The academic program for gifted students includes honors courses, an honors thesis project with faculty mentor and learning through service. The scholars program is meant to be the first step to a full-blown honors college at LMU.
The program, which is aimed at providing deeper and broader learning opportunities, will launch in August. The program will have a limited enrollment and will require students to maintain semester and cumulative grade point averages of 3.0 or higher with no honors course grade lower than a “C.” Dr.

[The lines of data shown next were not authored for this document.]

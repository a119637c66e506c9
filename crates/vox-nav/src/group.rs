//! Group walker
//!
//! Coarse navigation over blocks of related content: paragraphs, headings,
//! short lists. Block size is capped by the configured character limit.

use vox_a11y::{DEFAULT_GROUP_MAX_CHARS, is_group_leaf};
use vox_dom::{Document, DomTree, NodeId};

use crate::braille::NavBraille;
use crate::config::{MAX_STEPS, Verbosity};
use crate::cursor::CursorSelection;
use crate::description::{self, NavDescription};
use crate::error::{NavError, NavResult};
use crate::traverse;
use crate::walker::Walker;

/// Group-to-group movement, without descriptions
#[derive(Debug, Clone, Copy)]
pub struct BareGroupWalker {
    pub max_steps: usize,
    pub max_chars: usize,
}

impl Default for BareGroupWalker {
    fn default() -> Self {
        Self {
            max_steps: MAX_STEPS,
            max_chars: DEFAULT_GROUP_MAX_CHARS,
        }
    }
}

impl BareGroupWalker {
    pub fn new(max_steps: usize, max_chars: usize) -> Self {
        Self { max_steps, max_chars }
    }

    pub fn next(&self, doc: &Document, sel: &CursorSelection) -> NavResult<Option<CursorSelection>> {
        let stop = |tree: &DomTree, id: NodeId| is_group_leaf(tree, id, self.max_chars);
        traverse::next_selection(doc, sel, &stop, self.max_steps)
    }

    pub fn sync(&self, doc: &Document, sel: &CursorSelection) -> NavResult<CursorSelection> {
        let stop = |tree: &DomTree, id: NodeId| is_group_leaf(tree, id, self.max_chars);
        traverse::sync_selection(doc, sel, &stop, self.max_steps)
    }
}

/// Group granularity walker
#[derive(Debug, Clone, Default)]
pub struct GroupWalker {
    bare: BareGroupWalker,
    verbosity: Verbosity,
}

impl GroupWalker {
    pub fn new(max_steps: usize, max_chars: usize, verbosity: Verbosity) -> Self {
        Self {
            bare: BareGroupWalker::new(max_steps, max_chars),
            verbosity,
        }
    }
}

impl Walker for GroupWalker {
    fn name(&self) -> &'static str {
        "group"
    }

    fn next(&self, doc: &Document, sel: &CursorSelection) -> NavResult<Option<CursorSelection>> {
        self.bare.next(doc, sel)
    }

    fn sync(&self, doc: &Document, sel: &CursorSelection) -> NavResult<CursorSelection> {
        self.bare.sync(doc, sel)
    }

    fn description(
        &self,
        doc: &Document,
        prev: &CursorSelection,
        sel: &CursorSelection,
    ) -> Vec<NavDescription> {
        description::describe_transition(doc, prev, sel, self.verbosity)
    }

    /// Groups have no braille form; callers render the object under the
    /// cursor instead
    fn braille(
        &self,
        _doc: &Document,
        _prev: &CursorSelection,
        _sel: &CursorSelection,
    ) -> NavResult<NavBraille> {
        tracing::error!("braille requested from the group walker");
        Err(NavError::UnsupportedOperation {
            walker: "group",
            operation: "braille",
        })
    }

    fn granularity_msg(&self) -> &'static str {
        "Group"
    }
}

Amiel Jarstfer, dean of the Paul V. Hamilton School of Arts and Science, is the architect behind the project, which he has been developing since he joined the University in 2010. The program will be founded with a select group of current undergraduate students who will be grandfathered into the program with a crop of incoming students.
The program will enhance participants’ professional and graduate school applications and provide preferential applicant status for graduates who choose to pursue their career paths at any of LMU’s post- baccalaureate degree programs, including the LMU-DeBusk College of Osteopathic Medicine or LMU-Duncan School of Law. Additionally, LMU will designate Honors Housing for residential students in the program to help create an atmosphere conducive to collaborative learning.
The program requires scholars to complete an honors core that includes 100, 200, 300, 400 and 499 courses; complete a total of 26 honors program approved courses; complete a minimum of one honors course per year; complete one honors service-learning experience per year; participate in one honors program social event per semester and complete the honors thesis project and defense before a student and faculty panel.
Faculty mentorship will also play a role in the program. This will take place through collaboration in the thesis project, additional instructional and tutorial time as well as research opportunities. Honors courses will be taught exclusively by faculty members in their specialty.
It’s just another step in LMU’s goal to raise the academic bar for its students.